CMS also added new conditions for states to receive the increased FMAP:
- Compliance with Federal Renewal Requirements: States must comply with federal requirements related to redeterminations of eligibility, including regulations regarding ex parte renewals, renewal forms, reasonable timeframe and modalities to return the renewal form, determination of eligibility on all bases, advance notice and fair hearing rights, assessment of eligibility for other insurance affordability programs and transfer accounts as appropriate, and the reconsideration period.
- Up-to-Date Contact Information: A state must attempt to update contact information for every individual going through the renewal process, including the beneficiary’s mailing address, phone number, and email address. CMS asks states to consider various sources for this information, have a plan to confirm information is up to date and have attempted to update information recently, and document their strategies to obtain updated information.
- Contact Beneficiaries Using More than One Modality prior to Terminating Enrollment on the Basis of Returned Mail: States must make a good faith effort to contact individuals when they receive returned mail. States must have a process to obtain up-to-date mailing addresses and additional contact information and must attempt to reach an individual through at least two modalities using the most up-to-date contact information that the state has.
States will need to report eligibility determinations and redetermination data on a monthly basis through June 30, 2024, regardless of when the states begins renewals.
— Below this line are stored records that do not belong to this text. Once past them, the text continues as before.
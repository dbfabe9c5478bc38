//! Typed objects exchanged with the JobServe API.
//!
//! Field names follow the XML wire schema (PascalCase elements). Nested
//! collections arrive wrapped in a container element and are flattened into
//! plain `Vec`s on the way in.

use chrono::NaiveDateTime;
use serde::{Deserialize, Serialize};

use super::xml;
use crate::cache::{LookupKey, PartialKey};

// ============================================================================
// Reference data
// ============================================================================

#[derive(Debug, Clone, PartialEq, Serialize, Deserialize)]
#[serde(rename_all = "PascalCase")]
pub struct Country {
  #[serde(rename = "ID")]
  pub id: String,
  #[serde(default)]
  pub text: String,
}

#[derive(Debug, Clone, PartialEq, Serialize, Deserialize)]
#[serde(rename_all = "PascalCase")]
pub struct Currency {
  #[serde(rename = "ID")]
  pub id: String,
  #[serde(default)]
  pub text: String,
  #[serde(default)]
  pub symbol: Option<String>,
}

#[derive(Debug, Clone, PartialEq, Serialize, Deserialize)]
#[serde(rename_all = "PascalCase")]
pub struct Industry {
  #[serde(rename = "ID")]
  pub id: String,
  #[serde(default)]
  pub text: String,
}

#[derive(Debug, Clone, PartialEq, Serialize, Deserialize)]
#[serde(rename_all = "PascalCase")]
pub struct JobType {
  #[serde(rename = "ID")]
  pub id: String,
  #[serde(default)]
  pub text: String,
}

#[derive(Debug, Clone, PartialEq, Serialize, Deserialize)]
pub struct WebServiceVersionInfo {
  #[serde(rename = "CodeVersion", default)]
  pub code_version: String,
  #[serde(rename = "CodeTimestamp", default, deserialize_with = "xml::opt_datetime")]
  pub code_timestamp: Option<NaiveDateTime>,
  #[serde(rename = "ConfigTimestamp", default, deserialize_with = "xml::opt_datetime")]
  pub config_timestamp: Option<NaiveDateTime>,
}

// ============================================================================
// Salaries
// ============================================================================

/// Composite key of a set of salary bands.
///
/// Used as a lookup key all three fields identify one set of bands; used as
/// a filter, unset fields match anything.
#[derive(Debug, Clone, Default, PartialEq, Eq, Hash, Serialize, Deserialize)]
#[serde(rename_all = "PascalCase")]
pub struct SalaryMetadata {
  #[serde(default)]
  pub country: Option<String>,
  #[serde(default)]
  pub currency: Option<String>,
  #[serde(default)]
  pub frequency: Option<String>,
}

impl SalaryMetadata {
  /// Build a filter, treating blank arguments as unset.
  pub fn filter(country: Option<&str>, currency: Option<&str>, frequency: Option<&str>) -> Self {
    let set = |value: Option<&str>| {
      value
        .map(str::trim)
        .filter(|v| !v.is_empty())
        .map(String::from)
    };
    Self {
      country: set(country),
      currency: set(currency),
      frequency: set(frequency),
    }
  }
}

impl PartialKey for SalaryMetadata {
  type Field = String;

  fn fields(&self) -> Vec<Option<&String>> {
    vec![
      self.country.as_ref(),
      self.currency.as_ref(),
      self.frequency.as_ref(),
    ]
  }
}

impl LookupKey for SalaryMetadata {
  fn is_unset(&self) -> bool {
    self.country.is_none() && self.currency.is_none() && self.frequency.is_none()
  }
}

#[derive(Debug, Clone, PartialEq, Serialize, Deserialize)]
#[serde(rename_all = "PascalCase")]
pub struct SalaryValue {
  #[serde(default)]
  pub value: Option<f64>,
  #[serde(default)]
  pub text: Option<String>,
}

#[derive(Debug, Clone, PartialEq, Serialize, Deserialize)]
#[serde(rename_all = "PascalCase")]
pub struct SalaryRange {
  #[serde(default)]
  pub lower: Option<SalaryValue>,
  #[serde(default)]
  pub upper: Option<SalaryValue>,
  #[serde(default)]
  pub text: Option<String>,
}

#[derive(Debug, Clone, PartialEq, Serialize, Deserialize)]
#[serde(rename_all = "PascalCase")]
pub struct SalaryBands {
  #[serde(default)]
  pub meta: SalaryMetadata,
  #[serde(default, deserialize_with = "xml::list")]
  pub ranges: Vec<SalaryRange>,
}

#[derive(Debug, Clone, PartialEq, Serialize, Deserialize)]
#[serde(rename_all = "PascalCase")]
pub struct SalaryFrequency {
  #[serde(rename = "ID")]
  pub id: String,
  #[serde(default)]
  pub text: String,
  /// Format for a range with both bounds: `{0}` lower, `{1}` upper
  #[serde(default)]
  pub salary_range_format: Option<String>,
  /// Format for a range with only an upper bound, in `{0}`
  #[serde(default)]
  pub salary_range_format_no_lower: Option<String>,
  /// Format for a range with only a lower bound, in `{0}`
  #[serde(default)]
  pub salary_range_format_no_upper: Option<String>,
}

impl SalaryFrequency {
  /// Render a salary range with this frequency's format strings.
  ///
  /// Returns `None` for a range with neither bound, or when the matching
  /// format string is missing.
  pub fn format_range(&self, range: &SalaryRange) -> Option<String> {
    let amount = |bound: &SalaryValue| bound.value.unwrap_or(0.0);
    match (&range.lower, &range.upper) {
      (None, None) => None,
      (None, Some(upper)) => {
        let format = self.salary_range_format_no_lower.as_deref()?;
        Some(fill_placeholders(format, &[amount(upper)]))
      }
      (Some(lower), None) => {
        let format = self.salary_range_format_no_upper.as_deref()?;
        Some(fill_placeholders(format, &[amount(lower)]))
      }
      (Some(lower), Some(upper)) => {
        let format = self.salary_range_format.as_deref()?;
        Some(fill_placeholders(format, &[amount(lower), amount(upper)]))
      }
    }
  }
}

/// Substitute `{n}` / `{n:spec}` placeholders with the n-th amount.
///
/// Format specs are ignored; whole amounts print without decimals.
fn fill_placeholders(format: &str, amounts: &[f64]) -> String {
  let mut out = String::with_capacity(format.len());
  let mut rest = format;
  while let Some(open) = rest.find('{') {
    out.push_str(&rest[..open]);
    let after = &rest[open + 1..];
    let Some(close) = after.find('}') else {
      out.push_str(&rest[open..]);
      return out;
    };
    let placeholder = &after[..close];
    let position = placeholder.split(':').next().unwrap_or_default();
    match position.trim().parse::<usize>().ok().and_then(|i| amounts.get(i)) {
      Some(amount) if amount.fract() == 0.0 => out.push_str(&format!("{:.0}", amount)),
      Some(amount) => out.push_str(&format!("{:.2}", amount)),
      None => out.push_str(&rest[open..open + close + 2]),
    }
    rest = &after[close + 1..];
  }
  out.push_str(rest);
  out
}

// ============================================================================
// Job search value lists
// ============================================================================

#[derive(Debug, Clone, PartialEq, Serialize, Deserialize)]
#[serde(rename_all = "PascalCase")]
pub struct ValueListItem {
  #[serde(default)]
  pub value: Option<String>,
  #[serde(default)]
  pub description: Option<String>,
}

#[derive(Debug, Clone, PartialEq, Serialize, Deserialize)]
#[serde(rename_all = "PascalCase")]
pub struct ValueList {
  #[serde(default)]
  pub default_value: Option<ValueListItem>,
  #[serde(default)]
  pub empty_value: Option<ValueListItem>,
  #[serde(default, deserialize_with = "xml::list")]
  pub items: Vec<ValueListItem>,
}

/// One entry of the value lists index: the JobSearch member a list binds to.
#[derive(Debug, Clone, PartialEq, Serialize, Deserialize)]
#[serde(rename_all = "PascalCase")]
pub struct ValueListEntry {
  pub key: String,
  pub value: ValueList,
}

// ============================================================================
// Searching and jobs
// ============================================================================

/// A list of IDs as sent on the wire.
#[derive(Debug, Clone, Default, PartialEq, Serialize, Deserialize)]
pub struct IdList {
  #[serde(rename = "ID", default)]
  pub ids: Vec<String>,
}

impl<S: Into<String>> FromIterator<S> for IdList {
  fn from_iter<I: IntoIterator<Item = S>>(iter: I) -> Self {
    Self {
      ids: iter.into_iter().map(Into::into).collect(),
    }
  }
}

#[derive(Debug, Clone, Default, PartialEq, Serialize, Deserialize)]
#[serde(rename_all = "PascalCase")]
pub struct Location {
  #[serde(rename = "ID", default, skip_serializing_if = "Option::is_none")]
  pub id: Option<String>,
  #[serde(default, skip_serializing_if = "Option::is_none")]
  pub country: Option<String>,
  #[serde(default, skip_serializing_if = "Option::is_none")]
  pub latitude: Option<f64>,
  #[serde(default, skip_serializing_if = "Option::is_none")]
  pub longitude: Option<f64>,
  #[serde(default, skip_serializing_if = "Option::is_none")]
  pub text: Option<String>,
}

#[derive(Debug, Clone, Default, PartialEq, Serialize, Deserialize)]
pub struct LocationList {
  #[serde(rename = "Location", default)]
  pub locations: Vec<Location>,
}

/// Search criteria. Members are declared in wire order.
#[derive(Debug, Clone, Default, PartialEq, Serialize, Deserialize)]
#[serde(rename = "JobSearch")]
pub struct JobSearch {
  #[serde(rename = "Industries", default, skip_serializing_if = "Option::is_none")]
  pub industries: Option<IdList>,
  #[serde(rename = "JobIDsOnly", default)]
  pub job_ids_only: bool,
  #[serde(rename = "JobTypes", default, skip_serializing_if = "Option::is_none")]
  pub job_types: Option<IdList>,
  #[serde(rename = "Locations", default, skip_serializing_if = "Option::is_none")]
  pub locations: Option<LocationList>,
  #[serde(rename = "MaxAge", default, skip_serializing_if = "Option::is_none")]
  pub max_age: Option<u32>,
  #[serde(rename = "MaxDistance", default, skip_serializing_if = "Option::is_none")]
  pub max_distance: Option<f64>,
  #[serde(rename = "Page", default, skip_serializing_if = "Option::is_none")]
  pub page: Option<u32>,
  #[serde(rename = "PageSize", default, skip_serializing_if = "Option::is_none")]
  pub page_size: Option<u32>,
  #[serde(rename = "Skills", default, skip_serializing_if = "Option::is_none")]
  pub skills: Option<String>,
  #[serde(rename = "SortOrder", default, skip_serializing_if = "Option::is_none")]
  pub sort_order: Option<String>,
}

#[derive(Debug, Clone, PartialEq, Serialize, Deserialize)]
#[serde(rename_all = "PascalCase")]
pub struct Job {
  #[serde(rename = "ID")]
  pub id: String,
  #[serde(rename = "PermanentID", default)]
  pub permanent_id: Option<String>,
  #[serde(default)]
  pub permalink: Option<String>,
  #[serde(default)]
  pub position: String,
  #[serde(default)]
  pub location: Option<Location>,
  #[serde(default)]
  pub job_type: Option<String>,
  #[serde(default)]
  pub salary: Option<String>,
  #[serde(default, deserialize_with = "xml::opt_datetime")]
  pub date_posted: Option<NaiveDateTime>,
  #[serde(default)]
  pub description: Option<String>,
}

#[derive(Debug, Clone, PartialEq, Serialize, Deserialize)]
pub struct JobSearchResults {
  #[serde(rename = "JobCount", default)]
  pub job_count: u64,
  #[serde(rename = "JobIDs", default, deserialize_with = "xml::list")]
  pub job_ids: Vec<String>,
  #[serde(rename = "Jobs", default, deserialize_with = "xml::list")]
  pub jobs: Vec<Job>,
}

#[derive(Debug, Clone, PartialEq, Serialize, Deserialize)]
#[serde(rename_all = "PascalCase")]
pub struct GeoLocationMatch {
  /// Distance in metres from the requested point
  #[serde(default)]
  pub distance: f64,
  pub location: Location,
}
Data to be reported includes the number of renewal initiations, renewals, ex parte renewals, terminations, terminations for procedural reasons, CHIP enrollments, and call center volume, as well as average wait times and average abandonment rate.
Marketplaces on the federal platform must report the number of individuals transferred from the state Medicaid agency, the number who apply for and are eligible for a qualified health plan (QHP), and the number who select a plan. State-based marketplaces must report the number of accounts received by the marketplace, the number of individuals eligible for a QHP, and the number who select a plan.
Monitoring State Progress and Corrective Action
If states fail to satisfy the reporting requirements, their increased FMAP may be reduced. CMS will provide future guidance on this issue and may require states to submit and implement a corrective action plan. If states fail to do so, they may be required to suspend some or all Medicaid terminations and can be subject to a civil money penalty.